The strength of the Quest platform lies in its mass-market reach and ease of use. For a developer, this means if you secure a spot on the Quest Store, you have a chance at high-volume sales and strong community engagement.
The standalone nature also allows novel use cases (untethered room-scale experiences, VR fitness apps, etc.) that flourish on Quest. Additionally, Meta’s heavy investment in VR means continual improvements – e.g. the newer Quest models bring color passthrough for mixed reality, higher resolution, and better performance, enabling devs to create more advanced content over time.
From a development pipeline perspective, Meta provides good support and documentation, and the hardware being uniform simplifies testing (no disparate PC configurations to worry about, just one set of specs per headset model).
Cross-play with PC or PlayStation can be implemented in games (Meta doesn’t forbid it), which can extend a multiplayer game’s community beyond Quest. On the downside, entry into the ecosystem is gated. Indie devs face the initial hurdle of impressing Meta’s curation team – which can be subjective and not always transparent. Some great games only made it to App Lab, limiting their reach. This “walled garden” approach is in contrast to Steam or even Pico’s openness.
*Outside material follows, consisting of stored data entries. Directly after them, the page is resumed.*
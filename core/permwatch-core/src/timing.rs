//! Classifies response latency as human-scale or automatic.
//!
//! The heuristic: no human could have read a permission prompt and
//! answered it within the threshold, so anything at or under it was
//! decided by the browser (cached grant, policy block), not a person.

use std::time::Duration;

/// Observed across the measurement variants; any positive duration is
/// valid configuration.
pub const DEFAULT_THRESHOLD: Duration = Duration::from_millis(5);

#[derive(Debug, Clone, Copy, PartialEq, Eq)]
pub enum ResponseSpeed {
    /// At or under the threshold: automatic/cached.
    Fast,
    /// Over the threshold: plausibly a human decision.
    Slow,
}

/// `Fast` iff `elapsed <= threshold`. Deterministic and monotonic in
/// `elapsed`.
pub fn classify(elapsed: Duration, threshold: Duration) -> ResponseSpeed {
    if elapsed <= threshold {
        ResponseSpeed::Fast
    } else {
        ResponseSpeed::Slow
    }
}
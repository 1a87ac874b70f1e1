//! Single entry point wiring both watchers to host events.
//!
//! The coordinator owns the clock and both watchers and fans every
//! event out to them; host-side IO it cannot perform itself comes back
//! as [`Command`] values for the embedding to execute. For one
//! `initiate` call, both watchers see the invocation before the
//! `IssueRequest` command is even returned, so invocation-before-
//! resolution ordering holds by construction. Overlapping `initiate`
//! calls are not deduplicated; each one increments the pending count
//! on both watchers.

use permwatch_protocol::{Capabilities, ErrorCode, PermissionState};

use crate::callback::CallbackWatcher;
use crate::clock::Clock;
use crate::config::EngineConfig;
use crate::reporter::Reporter;
use crate::status::{QueryPurpose, StatusWatcher};

/// Host-side work the embedding must perform on the engine's behalf.
///
/// The embedding executes commands in order and must deliver exactly
/// one resolution (`resolve_success` or `resolve_failure`) per
/// `IssueRequest`, and one `deliver_snapshot` per `QueryStatus`.
#[derive(Debug, Clone, Copy, PartialEq, Eq)]
pub enum Command {
    /// Invoke the underlying request primitive.
    IssueRequest,
    /// Query the declarative status API for a snapshot.
    QueryStatus(QueryPurpose),
    /// Fire-and-forget permission reset.
    Revoke,
}

pub struct RequestCoordinator {
    clock: Box<dyn Clock>,
    caps: Capabilities,
    callback: CallbackWatcher,
    status: StatusWatcher,
}

impl RequestCoordinator {
    pub fn new(caps: Capabilities, config: EngineConfig, clock: Box<dyn Clock>) -> Self {
        RequestCoordinator {
            clock,
            caps,
            callback: CallbackWatcher::new(config),
            status: StatusWatcher::new(caps, config),
        }
    }

    pub fn capabilities(&self) -> Capabilities {
        self.caps
    }

    pub fn pending(&self) -> (u32, u32) {
        (self.callback.pending(), self.status.pending())
    }

    /// Page load: reset the callback channel, report the host surface,
    /// and kick off the initial status snapshot.
    pub fn startup(&mut self, reporter: &mut dyn Reporter) -> Vec<Command> {
        self.callback.reset(reporter);
        self.status.report_compat(reporter);
        self.status
            .check_initial_state()
            .map(Command::QueryStatus)
            .into_iter()
            .collect()
    }

    /// Starts one logical permission request. Both watchers are
    /// notified before the request command is handed back.
    pub fn initiate(&mut self, reporter: &mut dyn Reporter) -> Vec<Command> {
        let now = self.clock.now();
        self.callback.record_invocation(now, reporter);
        let forced_query = self.status.record_invocation(now, reporter);

        let mut commands = Vec::with_capacity(2);
        if let Some(purpose) = forced_query {
            commands.push(Command::QueryStatus(purpose));
        }
        commands.push(Command::IssueRequest);
        commands
    }

    /// The request primitive resolved successfully.
    pub fn resolve_success(&mut self, reporter: &mut dyn Reporter) {
        let now = self.clock.now();
        self.callback.on_success(now, reporter);
        self.status.on_success(reporter);
    }

    /// The request primitive failed with a typed code.
    pub fn resolve_failure(&mut self, code: ErrorCode, reporter: &mut dyn Reporter) -> Vec<Command> {
        let now = self.clock.now();
        self.callback.on_failure(now, code, reporter);
        self.status
            .on_failure(now, code)
            .map(Command::QueryStatus)
            .into_iter()
            .collect()
    }

    /// The host answered a `QueryStatus` command.
    pub fn deliver_snapshot(
        &mut self,
        purpose: QueryPurpose,
        state: PermissionState,
        reporter: &mut dyn Reporter,
    ) {
        self.status.on_snapshot(purpose, state, reporter);
    }

    /// The status subscription reported a change independent of any
    /// request this coordinator resolved.
    pub fn notify_external_change(
        &mut self,
        state: PermissionState,
        reporter: &mut dyn Reporter,
    ) {
        self.status.on_external_change(state, reporter);
    }

    /// The page is being discarded; a pending request is implicitly
    /// cancelled and classified by how long it had been up.
    pub fn notify_unload(&mut self, reporter: &mut dyn Reporter) {
        let now = self.clock.now();
        self.callback.on_abandon(now, reporter);
        self.status.on_abandon(now, reporter);
    }

    pub fn revoke(&mut self) -> Vec<Command> {
        if self.caps.revoke {
            vec![Command::Revoke]
        } else {
            Vec::new()
        }
    }
}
Another weakness is the hardware limit: developers must often downscale their PC VR projects significantly to run on Quest. Not every high-end PC VR game can be ported; those that can (e.g. Medal of Honor VR or Red Matter 2) are technical achievements involving time and budget.
So certain ambitious ideas might be not feasible on current standalone hardware. Additionally, Meta’s 30% cut and control over the platform can be seen as a drawback – though industry-standard, it’s still a significant share (something not lost on developers, as Meta’s own critique of Apple’s fees drew ire when Meta matched those fees).
Lastly, there’s platform risk: relying on Meta means dealing with their policies and shifts (for instance, the requirement of Facebook logins was a pain point they later reversed). Overall, Quest is the most lucrative platform today for many VR devs, but it comes with the strings of platform control and technical constraints of mobile VR. Successful developers often launch on Quest and PC to get the best of both worlds.